What is required: Stopping at the line that holds "what to detach", repeat the lines below exactly, starting from the very first and including that final line.

═════ Available data ═════

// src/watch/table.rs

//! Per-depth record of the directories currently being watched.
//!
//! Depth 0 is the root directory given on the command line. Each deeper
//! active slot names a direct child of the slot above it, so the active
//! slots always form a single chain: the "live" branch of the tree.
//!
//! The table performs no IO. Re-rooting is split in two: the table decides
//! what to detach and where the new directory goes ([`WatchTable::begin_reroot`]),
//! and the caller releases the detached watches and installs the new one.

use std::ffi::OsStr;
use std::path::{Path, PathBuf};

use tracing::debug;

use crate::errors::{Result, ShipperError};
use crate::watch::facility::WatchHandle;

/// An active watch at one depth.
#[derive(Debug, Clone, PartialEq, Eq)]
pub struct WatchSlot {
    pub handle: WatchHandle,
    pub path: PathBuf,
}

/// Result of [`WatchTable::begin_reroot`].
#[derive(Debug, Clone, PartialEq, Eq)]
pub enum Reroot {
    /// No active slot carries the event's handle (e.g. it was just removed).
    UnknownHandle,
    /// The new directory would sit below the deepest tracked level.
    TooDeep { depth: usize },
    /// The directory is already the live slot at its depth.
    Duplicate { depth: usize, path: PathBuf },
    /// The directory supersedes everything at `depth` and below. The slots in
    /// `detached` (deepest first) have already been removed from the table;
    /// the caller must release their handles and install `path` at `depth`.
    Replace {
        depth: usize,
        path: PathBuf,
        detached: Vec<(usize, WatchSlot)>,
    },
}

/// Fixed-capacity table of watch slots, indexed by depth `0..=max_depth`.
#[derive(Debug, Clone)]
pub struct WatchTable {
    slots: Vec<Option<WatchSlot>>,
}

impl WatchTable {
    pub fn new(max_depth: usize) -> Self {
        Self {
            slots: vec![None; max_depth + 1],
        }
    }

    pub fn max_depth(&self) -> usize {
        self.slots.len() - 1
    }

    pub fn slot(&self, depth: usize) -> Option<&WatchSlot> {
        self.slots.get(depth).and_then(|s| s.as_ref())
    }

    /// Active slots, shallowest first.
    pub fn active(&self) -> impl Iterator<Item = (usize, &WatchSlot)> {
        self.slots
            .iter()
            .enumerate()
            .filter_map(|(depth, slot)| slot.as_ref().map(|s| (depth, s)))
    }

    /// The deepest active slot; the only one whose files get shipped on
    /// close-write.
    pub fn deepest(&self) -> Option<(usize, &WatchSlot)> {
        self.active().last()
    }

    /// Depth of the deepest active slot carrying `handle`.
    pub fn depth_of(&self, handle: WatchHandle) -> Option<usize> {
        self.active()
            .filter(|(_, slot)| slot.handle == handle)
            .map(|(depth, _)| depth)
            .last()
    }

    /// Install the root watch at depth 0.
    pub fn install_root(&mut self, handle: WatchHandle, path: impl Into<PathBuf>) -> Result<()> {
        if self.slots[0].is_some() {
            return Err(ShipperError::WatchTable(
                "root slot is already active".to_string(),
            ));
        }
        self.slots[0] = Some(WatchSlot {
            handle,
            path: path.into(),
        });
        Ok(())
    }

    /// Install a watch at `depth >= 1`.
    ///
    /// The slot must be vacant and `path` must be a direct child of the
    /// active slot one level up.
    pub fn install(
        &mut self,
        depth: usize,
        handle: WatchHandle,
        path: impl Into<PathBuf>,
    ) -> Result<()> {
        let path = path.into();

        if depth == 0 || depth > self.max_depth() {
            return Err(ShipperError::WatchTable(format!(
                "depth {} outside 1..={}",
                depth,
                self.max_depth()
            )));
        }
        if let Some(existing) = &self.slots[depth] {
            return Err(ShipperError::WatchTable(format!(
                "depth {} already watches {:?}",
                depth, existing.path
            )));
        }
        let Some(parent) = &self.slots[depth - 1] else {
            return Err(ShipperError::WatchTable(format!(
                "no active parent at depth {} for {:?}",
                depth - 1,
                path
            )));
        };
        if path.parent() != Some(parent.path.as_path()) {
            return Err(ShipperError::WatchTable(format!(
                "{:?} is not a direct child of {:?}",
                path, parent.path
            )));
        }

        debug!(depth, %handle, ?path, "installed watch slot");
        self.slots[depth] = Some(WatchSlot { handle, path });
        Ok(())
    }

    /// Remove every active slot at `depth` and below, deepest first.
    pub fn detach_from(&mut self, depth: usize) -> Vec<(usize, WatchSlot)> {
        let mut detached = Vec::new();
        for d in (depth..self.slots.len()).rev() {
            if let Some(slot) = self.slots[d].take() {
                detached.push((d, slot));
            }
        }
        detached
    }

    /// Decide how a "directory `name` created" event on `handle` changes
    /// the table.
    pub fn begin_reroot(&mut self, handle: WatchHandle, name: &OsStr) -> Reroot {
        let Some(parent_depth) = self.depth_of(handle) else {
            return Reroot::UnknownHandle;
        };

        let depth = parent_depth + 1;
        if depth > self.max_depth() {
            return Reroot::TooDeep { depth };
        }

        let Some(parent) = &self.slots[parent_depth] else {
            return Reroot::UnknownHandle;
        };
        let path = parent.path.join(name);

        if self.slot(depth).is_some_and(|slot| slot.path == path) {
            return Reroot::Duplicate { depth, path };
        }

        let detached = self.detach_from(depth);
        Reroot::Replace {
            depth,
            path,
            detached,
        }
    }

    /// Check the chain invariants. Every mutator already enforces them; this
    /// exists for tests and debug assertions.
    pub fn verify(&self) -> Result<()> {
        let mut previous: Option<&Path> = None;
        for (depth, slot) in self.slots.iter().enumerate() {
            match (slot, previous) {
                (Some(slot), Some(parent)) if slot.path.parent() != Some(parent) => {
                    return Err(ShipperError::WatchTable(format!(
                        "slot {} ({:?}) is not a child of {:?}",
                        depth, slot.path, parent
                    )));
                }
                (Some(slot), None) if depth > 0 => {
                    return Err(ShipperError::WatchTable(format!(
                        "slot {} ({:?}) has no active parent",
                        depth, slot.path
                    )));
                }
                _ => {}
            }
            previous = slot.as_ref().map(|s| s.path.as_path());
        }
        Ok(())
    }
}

═════

Expected answer:
// src/watch/table.rs

//! Per-depth record of the directories currently being watched.
//!
//! Depth 0 is the root directory given on the command line. Each deeper
//! active slot names a direct child of the slot above it, so the active
//! slots always form a single chain: the "live" branch of the tree.
//!
//! The table performs no IO. Re-rooting is split in two: the table decides
//! what to detach and where the new directory goes ([`WatchTable::begin_reroot`]),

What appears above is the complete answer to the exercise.